//! Tracing subscriber setup.
//!
//! Logs go to stderr so command output on stdout stays pipeable.
//! `RUST_LOG` takes precedence over the verbosity flag.

use tracing_subscriber::layer::SubscriberExt;
use tracing_subscriber::util::SubscriberInitExt;
use tracing_subscriber::EnvFilter;

/// Install the global subscriber. Safe to call more than once; later calls
/// are ignored.
pub fn init(verbose: bool) {
    let default_level = if verbose { "debug" } else { "warn,ragline=info,ragline_core=info" };
    let env_filter =
        EnvFilter::try_from_default_env().unwrap_or_else(|_| EnvFilter::new(default_level));

    let stderr_layer = tracing_subscriber::fmt::layer()
        .with_target(false)
        .with_writer(std::io::stderr);

    let _ = tracing_subscriber::registry()
        .with(env_filter)
        .with(stderr_layer)
        .try_init();
}
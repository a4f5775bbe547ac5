//! CLI command implementations.
//!
//! Each `run_*` function drives one subcommand on top of [`Services`] and
//! prints human-readable output to stdout. Diagnostics go through
//! `tracing` to stderr.

use std::io::{BufRead, Write};
use std::path::{Path, PathBuf};

use anyhow::{bail, Context, Result};
use ragline_core::prompt::SummaryStyle;

use crate::llm::FragmentStream;
use crate::services::Services;
use crate::session_store::SessionStore;

/// Print fragments as they arrive; returns the full text.
async fn print_stream(mut stream: FragmentStream) -> Result<String> {
    let mut stdout = std::io::stdout();
    let mut full = String::new();
    while let Some(fragment) = stream.recv().await {
        let fragment = fragment?;
        write!(stdout, "{}", fragment)?;
        stdout.flush()?;
        full.push_str(&fragment);
    }
    writeln!(stdout)?;
    Ok(full)
}

pub async fn run_ingest(services: &Services, paths: &[PathBuf]) -> Result<()> {
    let report = services.ingestor.ingest_paths(paths).await;

    for outcome in &report.ingested {
        println!(
            "  ingested {} ({} chunks, id {})",
            outcome.filename, outcome.chunks, outcome.doc_id
        );
    }
    for failure in &report.failed {
        println!("  failed   {}: {}", failure.path, failure.error);
    }
    println!(
        "ingest: {} documents, {} chunks, {} failed",
        report.ingested.len(),
        report.total_chunks(),
        report.failed.len()
    );

    if report.ingested.is_empty() && !report.failed.is_empty() {
        bail!("no documents were ingested");
    }
    Ok(())
}

pub async fn run_query(
    services: &Services,
    question: &str,
    top_k: Option<usize>,
    stream: bool,
    show_sources: bool,
) -> Result<()> {
    if question.trim().is_empty() {
        bail!("question must not be empty");
    }

    if stream {
        let fragments = services.rag.answer_stream(question, top_k).await?;
        print_stream(fragments).await?;
        if show_sources {
            print_sources(&services.rag.sources(question, top_k).await?);
        }
    } else {
        let answer = services.rag.answer(question, top_k).await?;
        println!("{}", answer.answer);
        if show_sources {
            print_sources(&answer.sources);
        }
    }
    Ok(())
}

fn print_sources(sources: &[String]) {
    if sources.is_empty() {
        return;
    }
    println!();
    println!("Sources:");
    for source in sources {
        println!("  - {}", source);
    }
}

/// Interactive chat over stdin. `/clear` resets history, `/exit` quits.
pub async fn run_chat(services: &Services, session: Option<String>, stream: bool) -> Result<()> {
    let session_id = match session {
        Some(id) => {
            services
                .chat
                .get_session(&id)?
                .with_context(|| format!("session not found: {}", id))?;
            id
        }
        None => services.chat.create_session()?,
    };
    println!("session {} (type /clear to reset, /exit to quit)", session_id);

    let stdin = std::io::stdin();
    let mut lines = stdin.lock().lines();
    loop {
        print!("> ");
        std::io::stdout().flush()?;
        let Some(line) = lines.next() else {
            break;
        };
        let line = line?;
        let message = line.trim();
        match message {
            "" => continue,
            "/exit" | "/quit" => break,
            "/clear" => {
                services.chat.clear_history(&session_id)?;
                println!("history cleared");
                continue;
            }
            _ => {}
        }

        if stream {
            let (_, fragments) = services
                .chat
                .chat_stream(Some(&session_id), message)
                .await?;
            print_stream(fragments).await?;
        } else {
            let reply = services.chat.chat(Some(&session_id), message).await?;
            println!("{}", reply.reply);
        }
    }
    Ok(())
}

pub async fn run_docs_list(services: &Services) -> Result<()> {
    let info = services.index.get_document_info().await?;
    if info.total_chunks == 0 {
        println!("No documents indexed.");
        return Ok(());
    }
    println!(
        "{} documents, {} chunks in collection '{}'",
        info.unique_documents,
        info.total_chunks,
        services.index.collection()
    );
    for file in &info.document_files {
        println!("  {}", file);
    }
    Ok(())
}

pub async fn run_docs_delete(services: &Services, doc_id: &str) -> Result<()> {
    let removed = services.index.delete_document(doc_id).await?;
    if removed == 0 {
        println!("No chunks found for document {}", doc_id);
    } else {
        println!("Deleted {} chunks of document {}", removed, doc_id);
    }
    Ok(())
}

pub async fn run_docs_clear(services: &Services) -> Result<()> {
    services.index.clear_all().await?;
    println!("Index cleared.");
    Ok(())
}

pub async fn run_summarize(services: &Services, path: &Path, style: SummaryStyle) -> Result<()> {
    let summary = services
        .summarizer
        .summarize_file(path, style)
        .await
        .with_context(|| format!("Failed to summarize {}", path.display()))?;
    println!("{}", summary);
    Ok(())
}

pub async fn run_extract(services: &Services, path: &Path) -> Result<()> {
    let result = services
        .extractor
        .extract_from_file(path)
        .await
        .with_context(|| format!("Failed to extract from {}", path.display()))?;

    println!("Entities:");
    for entity in &result.entities {
        println!("  {} ({})", entity.text, entity.kind);
    }
    println!("Keywords:");
    for keyword in &result.keywords {
        println!("  {}", keyword.text);
    }
    println!("Key points:");
    for point in &result.key_points {
        println!("  - {}", point);
    }
    Ok(())
}

pub fn run_sessions_list(store: &SessionStore) -> Result<()> {
    let sessions = store.list()?;
    if sessions.is_empty() {
        println!("No saved sessions.");
        return Ok(());
    }
    for s in sessions {
        println!(
            "{}  {} messages  updated {}",
            s.session_id,
            s.message_count,
            s.updated_at.to_rfc3339()
        );
    }
    Ok(())
}

pub fn run_sessions_show(store: &SessionStore, session_id: &str) -> Result<()> {
    let session = store
        .load(session_id)?
        .with_context(|| format!("session not found: {}", session_id))?;
    println!("session {}", session.session_id);
    println!("created {}", session.created_at.to_rfc3339());
    for message in &session.messages {
        println!();
        println!("{}: {}", message.role.label(), message.content);
    }
    Ok(())
}

pub fn run_sessions_delete(store: &SessionStore, session_id: &str) -> Result<()> {
    if !store.delete(session_id)? {
        bail!("session not found: {}", session_id);
    }
    println!("Deleted session {}", session_id);
    Ok(())
}

pub fn run_sessions_clear(store: &SessionStore) -> Result<()> {
    let removed = store.clear()?;
    println!("Deleted {} sessions", removed);
    Ok(())
}
//! Structured information extracted from a document by a language model,
//! and the lenient parsers for the model's replies.
//!
//! Model output is treated as untrusted text: a reply that does not contain
//! a parseable JSON array yields an empty list rather than an error.

use serde::{Deserialize, Serialize};

/// Maximum number of key points kept from a reply.
pub const MAX_KEY_POINTS: usize = 7;
/// Lines this short or shorter are not treated as key points.
const MIN_KEY_POINT_CHARS: usize = 10;

#[derive(Debug, Clone, PartialEq, Serialize, Deserialize)]
pub struct Entity {
    pub text: String,
    #[serde(rename = "type")]
    pub kind: String,
    #[serde(default, skip_serializing_if = "Option::is_none")]
    pub confidence: Option<f32>,
}

#[derive(Debug, Clone, PartialEq, Serialize, Deserialize)]
pub struct Keyword {
    pub text: String,
    #[serde(default, skip_serializing_if = "Option::is_none")]
    pub relevance: Option<f32>,
}

#[derive(Debug, Clone, Default, PartialEq, Serialize, Deserialize)]
pub struct ExtractionResult {
    pub source_file: String,
    #[serde(default)]
    pub entities: Vec<Entity>,
    #[serde(default)]
    pub keywords: Vec<Keyword>,
    #[serde(default)]
    pub key_points: Vec<String>,
    #[serde(default, skip_serializing_if = "Option::is_none")]
    pub summary: Option<String>,
    #[serde(default)]
    pub metadata: serde_json::Map<String, serde_json::Value>,
}

/// Slice from the first `[` to the last `]`, if both exist in that order.
fn json_array_slice(reply: &str) -> Option<&str> {
    let start = reply.find('[')?;
    let end = reply.rfind(']')?;
    (end > start).then(|| &reply[start..=end])
}

fn parse_json_array<T: serde::de::DeserializeOwned>(reply: &str, what: &str) -> Vec<T> {
    let Some(slice) = json_array_slice(reply) else {
        tracing::warn!("model reply for {} contained no JSON array", what);
        return Vec::new();
    };
    match serde_json::from_str(slice) {
        Ok(items) => items,
        Err(e) => {
            tracing::warn!("could not parse {} from model reply: {}", what, e);
            Vec::new()
        }
    }
}

pub fn parse_entities(reply: &str) -> Vec<Entity> {
    parse_json_array(reply, "entities")
}

pub fn parse_keywords(reply: &str) -> Vec<Keyword> {
    parse_json_array(reply, "keywords")
}

/// One point per line, with leading numbering and bullets stripped.
pub fn parse_key_points(reply: &str) -> Vec<String> {
    reply
        .lines()
        .map(|line| {
            line.trim()
                .trim_start_matches(|c: char| c.is_ascii_digit() || ".-•* ".contains(c))
        })
        .filter(|line| line.chars().count() > MIN_KEY_POINT_CHARS)
        .take(MAX_KEY_POINTS)
        .map(str::to_string)
        .collect()
}

#[cfg(test)]
mod tests {
    use super::*;

    #[test]
    fn test_parse_entities_with_surrounding_prose() {
        let reply = r#"Sure! Here they are:
[{"text": "Ada Lovelace", "type": "person"}, {"text": "London", "type": "location"}]
Hope this helps."#;
        let entities = parse_entities(reply);
        assert_eq!(entities.len(), 2);
        assert_eq!(entities[0].text, "Ada Lovelace");
        assert_eq!(entities[1].kind, "location");
        assert_eq!(entities[1].confidence, None);
    }

    #[test]
    fn test_malformed_reply_yields_empty() {
        assert!(parse_entities("no json here").is_empty());
        assert!(parse_entities("] backwards [").is_empty());
        assert!(parse_keywords(r#"[{"txt": "missing field"}]"#).is_empty());
        assert!(parse_keywords("[not valid json]").is_empty());
    }

    #[test]
    fn test_parse_keywords() {
        let keywords = parse_keywords(r#"[{"text": "vector search"}, {"text": "embeddings"}]"#);
        let texts: Vec<_> = keywords.iter().map(|k| k.text.as_str()).collect();
        assert_eq!(texts, vec!["vector search", "embeddings"]);
    }

    #[test]
    fn test_parse_key_points() {
        let reply = "1. Revenue grew twelve percent year over year\n\
                     - Costs were flat\n\
                     • Headcount increased in the platform team\n\
                     \n\
                     * Short\n";
        assert_eq!(
            parse_key_points(reply),
            vec![
                "Revenue grew twelve percent year over year",
                "Costs were flat",
                "Headcount increased in the platform team",
            ]
        );
    }

    #[test]
    fn test_key_points_capped() {
        let reply = (0..12)
            .map(|i| format!("Point number {} is important", i))
            .collect::<Vec<_>>()
            .join("\n");
        assert_eq!(parse_key_points(&reply).len(), MAX_KEY_POINTS);
    }

    #[test]
    fn test_entity_serializes_type_field() {
        let entity = Entity {
            text: "Rust".into(),
            kind: "language".into(),
            confidence: None,
        };
        let json = serde_json::to_string(&entity).unwrap();
        assert_eq!(json, r#"{"text":"Rust","type":"language"}"#);
    }
}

+ + +

• _REQUIRED ACTION_
Your answer should consist of all lines in the listing above that contain "const".

• _TASK ANSWER_
pub const MAX_KEY_POINTS: usize = 7;
const MIN_KEY_POINT_CHARS: usize = 10;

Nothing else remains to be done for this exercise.